_Your objective:_
Scan the data below and state how many of its lines contain the word "else", giving only the figure.

===== Supplied information =====

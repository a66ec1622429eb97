//! Property-based tests for circuit evaluation and structural mutation.

use genesis::engines::generation::{Circuit, Gate};
use genesis::functions::FunctionRegistry;
use genesis::types::Signal;
use proptest::prelude::*;
use rand::rngs::StdRng;
use rand::SeedableRng;

const ALIASES: [&str; 7] = ["or", "and", "not", "parity", "xor2", "and_not", "not_and"];

/// Build a circuit from (alias index, adaptive?) per gate plus raw edges.
/// Edges may form cycles and self-loops.
fn build(specs: &[(usize, bool)], edges: &[(usize, usize)]) -> Circuit {
    let registry = FunctionRegistry::new();
    let gates = specs
        .iter()
        .enumerate()
        .map(|(i, &(alias, adaptive))| {
            let primitive = registry.get(ALIASES[alias % ALIASES.len()]).unwrap();
            if adaptive {
                Gate::adaptive(format!("adaptive_{}", i), primitive, 3)
            } else {
                Gate::combinational(format!("gate_{}", i), primitive)
            }
        })
        .collect();
    let mut circuit = Circuit::from_gates(gates).unwrap();
    let len = circuit.len();
    for &(to, from) in edges {
        circuit.connect(to % len, from % len).unwrap();
    }
    circuit
}

fn gate_specs(adaptive: bool) -> impl Strategy<Value = Vec<(usize, bool)>> {
    let kind = if adaptive { any::<bool>().boxed() } else { Just(false).boxed() };
    prop::collection::vec((0usize..ALIASES.len(), kind), 1..12)
}

fn edge_list() -> impl Strategy<Value = Vec<(usize, usize)>> {
    prop::collection::vec((0usize..64, 0usize..64), 0..40)
}

fn input_bits() -> impl Strategy<Value = Vec<bool>> {
    prop::collection::vec(any::<bool>(), 1..5)
}

proptest! {
    #![proptest_config(ProptestConfig::with_cases(500))]

    /// Any wiring, cycles included, evaluates to a boolean without hanging.
    #[test]
    fn prop_cyclic_wiring_terminates(
        specs in gate_specs(true),
        edges in edge_list(),
        bits in input_bits()
    ) {
        let mut circuit = build(&specs, &edges);
        let signal = Signal::from(bits);
        for index in 0..circuit.len() {
            prop_assert!(matches!(circuit.process_gate(index, &signal), Signal::Bool(_)));
        }
    }

    /// Without adaptive gates the same input always gives the same output.
    #[test]
    fn prop_combinational_is_deterministic(
        specs in gate_specs(false),
        edges in edge_list(),
        bits in input_bits()
    ) {
        let mut circuit = build(&specs, &edges);
        let signal = Signal::from(bits);
        let first = circuit.process(&signal);
        let second = circuit.process(&signal);
        prop_assert_eq!(first, second);
    }

    /// Once its memory is full, an adaptive gate fed a constant input
    /// answers the way a plain gate with the same function would.
    #[test]
    fn prop_adaptive_gate_stabilises(
        alias in 0usize..ALIASES.len(),
        memory_size in 1usize..10,
        bits in input_bits()
    ) {
        let registry = FunctionRegistry::new();
        let primitive = registry.get(ALIASES[alias]).unwrap();
        let raw = primitive.execute(&bits);
        let mut circuit = Circuit::from_gates(vec![Gate::adaptive("a", primitive, memory_size)]).unwrap();
        let signal = Signal::from(bits);

        for _ in 0..memory_size {
            circuit.process(&signal);
        }
        for _ in 0..3 {
            prop_assert_eq!(circuit.process(&signal), Signal::Bool(raw));
        }
    }

    /// Adding a gate never lowers total complexity.
    #[test]
    fn prop_add_gate_grows_complexity(
        specs in gate_specs(true),
        edges in edge_list(),
        seed in any::<u64>()
    ) {
        let registry = FunctionRegistry::new();
        let mut rng = StdRng::seed_from_u64(seed);
        let mut circuit = build(&specs, &edges);
        let before = circuit.total_complexity();
        let len = circuit.len();

        let index = circuit.add_random_gate(&registry, &mut rng);
        prop_assert_eq!(index, len);
        prop_assert_eq!(circuit.len(), len + 1);
        prop_assert!(circuit.total_complexity() > before);
        prop_assert!(circuit.gate(index).unwrap().inputs().is_empty());
    }

    /// Removing a gate leaves every remaining edge in range.
    #[test]
    fn prop_remove_gate_keeps_indices_valid(
        specs in gate_specs(true),
        edges in edge_list(),
        victim in 0usize..64
    ) {
        let mut circuit = build(&specs, &edges);
        let len = circuit.len();
        let removed = circuit.remove_gate(victim % len);
        prop_assert!(removed.is_some());
        prop_assert_eq!(circuit.len(), len - 1);
        for gate in circuit.gates() {
            prop_assert!(gate.inputs().iter().all(|&i| i < circuit.len()));
        }
    }
}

=====

_Written solution:_
2